[WHAT IS NEEDED]:
For each line below that holds "undefended", return the line as it stands.

======== THE DATA

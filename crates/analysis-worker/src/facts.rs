//! Board feature extraction feeding the theme classifier.
//!
//! Everything here is computed from the positions around a single played
//! move; no engine calls. Attack detection uses the move generator's
//! lookup tables plus a hand-rolled pawn-attacker mask.

use chess::{
    get_bishop_moves, get_king_moves, get_knight_moves, get_rook_moves, BitBoard, Board,
    ChessMove, Color, File, Piece, Rank, Square, EMPTY,
};

use blunder_core::classify::PositionFacts;

/// Pressure jump on the tracked king's zone that counts as new exposure.
const KING_PRESSURE_JUMP: u32 = 3;

/// Conventional material values in pawn units. The king scores zero; it is
/// never counted as material or as a hangable piece.
pub fn piece_value(piece: Piece) -> i32 {
    match piece {
        Piece::Pawn => 1,
        Piece::Knight | Piece::Bishop => 3,
        Piece::Rook => 5,
        Piece::Queen => 9,
        Piece::King => 0,
    }
}

/// Pawns of `by` that attack `sq`.
fn pawn_attackers(board: &Board, by: Color, sq: Square) -> BitBoard {
    let rank = sq.get_rank().to_index() as i32;
    let file = sq.get_file().to_index() as i32;
    let pawn_rank = match by {
        Color::White => rank - 1,
        Color::Black => rank + 1,
    };

    let mut mask = EMPTY;
    if (0..8).contains(&pawn_rank) {
        for df in [-1, 1] {
            let pawn_file = file + df;
            if (0..8).contains(&pawn_file) {
                let from = Square::make_square(
                    Rank::from_index(pawn_rank as usize),
                    File::from_index(pawn_file as usize),
                );
                mask |= BitBoard::from_square(from);
            }
        }
    }
    mask & *board.pieces(Piece::Pawn) & *board.color_combined(by)
}

/// All pieces of `by` attacking `sq`, through the current occupancy.
pub fn attackers(board: &Board, by: Color, sq: Square) -> BitBoard {
    let occupied = *board.combined();

    let mut hits = get_knight_moves(sq) & *board.pieces(Piece::Knight);
    hits |= get_king_moves(sq) & *board.pieces(Piece::King);
    hits |= get_rook_moves(sq, occupied)
        & (*board.pieces(Piece::Rook) | *board.pieces(Piece::Queen));
    hits |= get_bishop_moves(sq, occupied)
        & (*board.pieces(Piece::Bishop) | *board.pieces(Piece::Queen));

    (hits & *board.color_combined(by)) | pawn_attackers(board, by, sq)
}

/// Total material for one side, in pawn units.
pub fn material_count(board: &Board, color: Color) -> i32 {
    let mut total = 0;
    for sq in *board.color_combined(color) {
        if let Some(piece) = board.piece_on(sq) {
            total += piece_value(piece);
        }
    }
    total
}

/// True when any tracked piece of minor value or better stands attacked with
/// no defender.
pub fn own_piece_hanging(board: &Board, tracked: Color) -> bool {
    for sq in *board.color_combined(tracked) {
        let piece = match board.piece_on(sq) {
            Some(p) => p,
            None => continue,
        };
        if piece == Piece::King || piece_value(piece) < 3 {
            continue;
        }
        if attackers(board, !tracked, sq) != EMPTY && attackers(board, tracked, sq) == EMPTY {
            return true;
        }
    }
    false
}

/// Value of the most expensive tracked piece (minor or better) left en
/// prise: attacked with no defender, or attacked by a strictly cheaper
/// piece, where defenders do not help.
pub fn material_at_risk(board: &Board, tracked: Color) -> i32 {
    let mut at_risk = 0;
    for sq in *board.color_combined(tracked) {
        let piece = match board.piece_on(sq) {
            Some(p) => p,
            None => continue,
        };
        if piece == Piece::King || piece_value(piece) < 3 {
            continue;
        }
        let attacked_by = attackers(board, !tracked, sq);
        if attacked_by == EMPTY {
            continue;
        }
        let cheapest_attacker = attacked_by
            .filter_map(|from| board.piece_on(from))
            .map(piece_value)
            .min()
            .unwrap_or(0);
        let undefended = attackers(board, tracked, sq) == EMPTY;
        if undefended || cheapest_attacker < piece_value(piece) {
            at_risk = at_risk.max(piece_value(piece));
        }
    }
    at_risk
}

/// Opponent attacks aimed into the king's square and its neighborhood.
pub fn king_zone_pressure(board: &Board, defender: Color) -> u32 {
    let king_sq = (*board.pieces(Piece::King) & *board.color_combined(defender)).to_square();
    let zone = BitBoard::from_square(king_sq) | get_king_moves(king_sq);

    let mut pressure = 0;
    for sq in zone {
        pressure += attackers(board, !defender, sq).popcnt();
    }
    pressure
}

fn king_exposure_increased(before: &Board, after: &Board, tracked: Color) -> bool {
    king_zone_pressure(after, tracked) >= king_zone_pressure(before, tracked) + KING_PRESSURE_JUMP
}

/// A capture of a defended piece worth less than the capturer.
pub fn losing_capture(board_before: &Board, mv: ChessMove) -> bool {
    let capturer = match board_before.piece_on(mv.get_source()) {
        Some(p) => p,
        None => return false,
    };
    let captured = match board_before.piece_on(mv.get_dest()) {
        Some(p) => p,
        None => return false,
    };
    let mover = match board_before.color_on(mv.get_source()) {
        Some(c) => c,
        None => return false,
    };

    piece_value(captured) < piece_value(capturer)
        && attackers(board_before, !mover, mv.get_dest()) != EMPTY
}

/// Assemble the classifier inputs for one tracked move.
pub fn position_facts(
    board_before: &Board,
    board_after: &Board,
    mv: ChessMove,
    tracked: Color,
    missed_mate: bool,
    under_time_pressure: bool,
) -> PositionFacts {
    let balance =
        |board: &Board| material_count(board, tracked) - material_count(board, !tracked);

    PositionFacts {
        // Captured value minus what the move leaves en prise.
        material_delta: balance(board_after) - balance(board_before)
            - material_at_risk(board_after, tracked),
        own_piece_hanging: own_piece_hanging(board_after, tracked),
        pv_had_mate: missed_mate,
        king_exposure_increased: king_exposure_increased(board_before, board_after, tracked),
        losing_capture: losing_capture(board_before, mv),
        under_time_pressure,
    }
}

================

[RESPONSE TO THE EXERCISE]:
        let undefended = attackers(board, tracked, sq) == EMPTY;
        if undefended || cheapest_attacker < piece_value(piece) {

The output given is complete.